Туманова Зоя: "Над Азией весенние туманы... "

Звезда Востока. - 1989. - № 6. - С. 156-172.

"Над Азией весенние туманы..."

... Нет, это не портрет Ташкента в дни войны. Такой портрет во весь рост и с анализом психологии - дело будущего. Дело многих, чьи этюды, памятники, наброски воспримет, обобщит, объединит и озарит вдохновением кто-то еще неведомый, грядущий летописатель.

У меня - только штрихи. Две-три из бесчисленных граней алмаза Жизни, твердого и прекрасного.

И прошу читателей не забыть, чьими глазами увиденных, - было им, тем любопытным и восторженным глазам, четырнадцать-пятнадцать-шестнадцать...

Первая военная, ледяная, просвистанная ветрами зима.

Мерзлый, полутемный, лихорадочно-тыловой, в тоскливых ожиданиях Ташкент. И вдруг - афиша!

Да, война. И - ночной концерт! Начало - в двенадцать часов ночи! (В обычное время идет оперный спектакль). Поздно, значит, страшно... Пошаливают по городу. Но - какие имена! Бабочкин! Ляля Черная!

Цены на билеты... Ого, кусаются! Но если сравнить с тем, сколько стоит на базаре "кирпич" хлеба... Тем более, если на галерку, - потянем!

Да, была пущена в ход "галерка", обжитая было осветителями.

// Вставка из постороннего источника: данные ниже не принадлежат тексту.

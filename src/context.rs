//! Application state provisioning for ZenPulse.
//!
//! The root [`App`](crate::app::App) builds one [`SubscriptionState`] and one
//! [`Catalog`] at startup and provides them to every screen through context.
//!
//! ## Usage
//!
//! ```ignore
//! // In child components
//! let mut subscription = use_subscription();
//! if !subscription().is_subscribed() {
//!     subscription.write().subscribe();
//! }
//! ```

use std::sync::Arc;

use dioxus::prelude::*;
use zenpulse_core::{Catalog, SubscriptionState};

/// Shared catalog type for context.
pub type SharedCatalog = Arc<Catalog>;

/// Hook to access the subscription state from context.
///
/// Returns a reactive signal; every component that reads it re-renders after
/// `subscribe` or `reset_subscription`.
///
/// # Panics
///
/// Panics when called outside the `App` tree. That is a wiring bug, not a
/// runtime condition.
pub fn use_subscription() -> Signal<SubscriptionState> {
    match try_use_context::<Signal<SubscriptionState>>() {
        Some(subscription) => subscription,
        None => panic!("use_subscription must be used within the App component tree"),
    }
}

/// Hook to access the fixed catalog from context.
///
/// # Panics
///
/// Panics when called outside the `App` tree.
pub fn use_catalog() -> SharedCatalog {
    match try_use_context::<SharedCatalog>() {
        Some(catalog) => catalog,
        None => panic!("use_catalog must be used within the App component tree"),
    }
}

#[cfg(test)]
mod tests {
    use super::*;

    fn SubscriptionOutsideApp() -> Element {
        let subscription = use_subscription();
        let is_subscribed = subscription().is_subscribed();
        rsx! { "{is_subscribed}" }
    }

    fn CatalogOutsideApp() -> Element {
        let catalog = use_catalog();
        let count = catalog.meditations().len();
        rsx! { "{count}" }
    }

    #[test]
    #[should_panic(expected = "must be used within")]
    fn subscription_hook_panics_without_provider() {
        let mut dom = VirtualDom::new(SubscriptionOutsideApp);
        dom.rebuild_in_place();
    }

    #[test]
    #[should_panic(expected = "must be used within")]
    fn catalog_hook_panics_without_provider() {
        let mut dom = VirtualDom::new(CatalogOutsideApp);
        dom.rebuild_in_place();
    }
}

Нынче "бочкам" цветных прожекторов пришлось потесниться.

Вдоль борта галереи установлены длинные, без спинок, скамейки. Зато как отсюда видно, в тысячу раз лучше, чем "в вашем партере", где частоколы голов и стены спин…

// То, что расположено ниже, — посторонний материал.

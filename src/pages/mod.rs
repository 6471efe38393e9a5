//! Page components for ZenPulse.

mod meditations;
mod paywall;

pub use meditations::Meditations;
pub use paywall::Paywall;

Весь полукруг зала, полный человеческого шевеленья, перед глазами. Шелестя, уползает занавес. Мы словно парим над сценой...

... куда, на черных разлатых крыльях бурки, выносится Чапаев! Живой! И голос его. Как тут не отбить ладони?

И Ляля Черная, под атласно-вороным покрывалом распущенных волос. Знаменитая Ляля из "Последнего табора"! Бра-аво!

И снова гуденье восторга: сам Чарли Чаплин - усики, котелок, трость! - по-утиному переваливаясь, выскальзывает из-за кулис.

Ну, конечно, не сам а, подражатель, никому не ведомый Аркадий Райкин. Но что вытворяет, как выделывает, до чего лихо припевает:

Еще есть Чарли Чаплин,
Похожий, как две капли,
С усами, в мятой шляпе,

Все те же ручки-крючки,
Ботинки-закорючки,
Но тот - не настоящий,
А я - наоборот!..

Внезапно, в череде поющих, танцующих, восторгающих, взметывающих шквалы аплодисментов, появилась женщина.

Не вышла, не прошагала, а как бы возникла посреди сцены.

Откинутая голова с узлом волос, с плеч до полу струится шаль.

Мы глядим на нее с галерки, с верхотуры, как же удается ей смотреть словно через наши головы - выше! дальше!

Черты лица почти неразличимы, глуховатый голос почти не слышен. Я улавливаю только торжественно скорбный, отчеканенный ритм стихов:

И та, что сегодня прощается с милым, -
Пусть боль свою в силу она переплавит...

Объявляли: "Анна Ахматова".

В жизни не слыхала. В моей четырнадцатилетней жизни за плечами семь с половиной классов. Множество бессистемно и упоенно прочитанных книг, с недавних пор - поэтических... на полке две сплошь исписанные конторские книги, озаглавленные "Поэты всех времен и направлений". И в самом деле, в них какой-то Ноев ковчег лирики: БлоK и Алигер, Фет и Симонов, Махтумкули и Виссарион Саянов, Рождественский и Верлен...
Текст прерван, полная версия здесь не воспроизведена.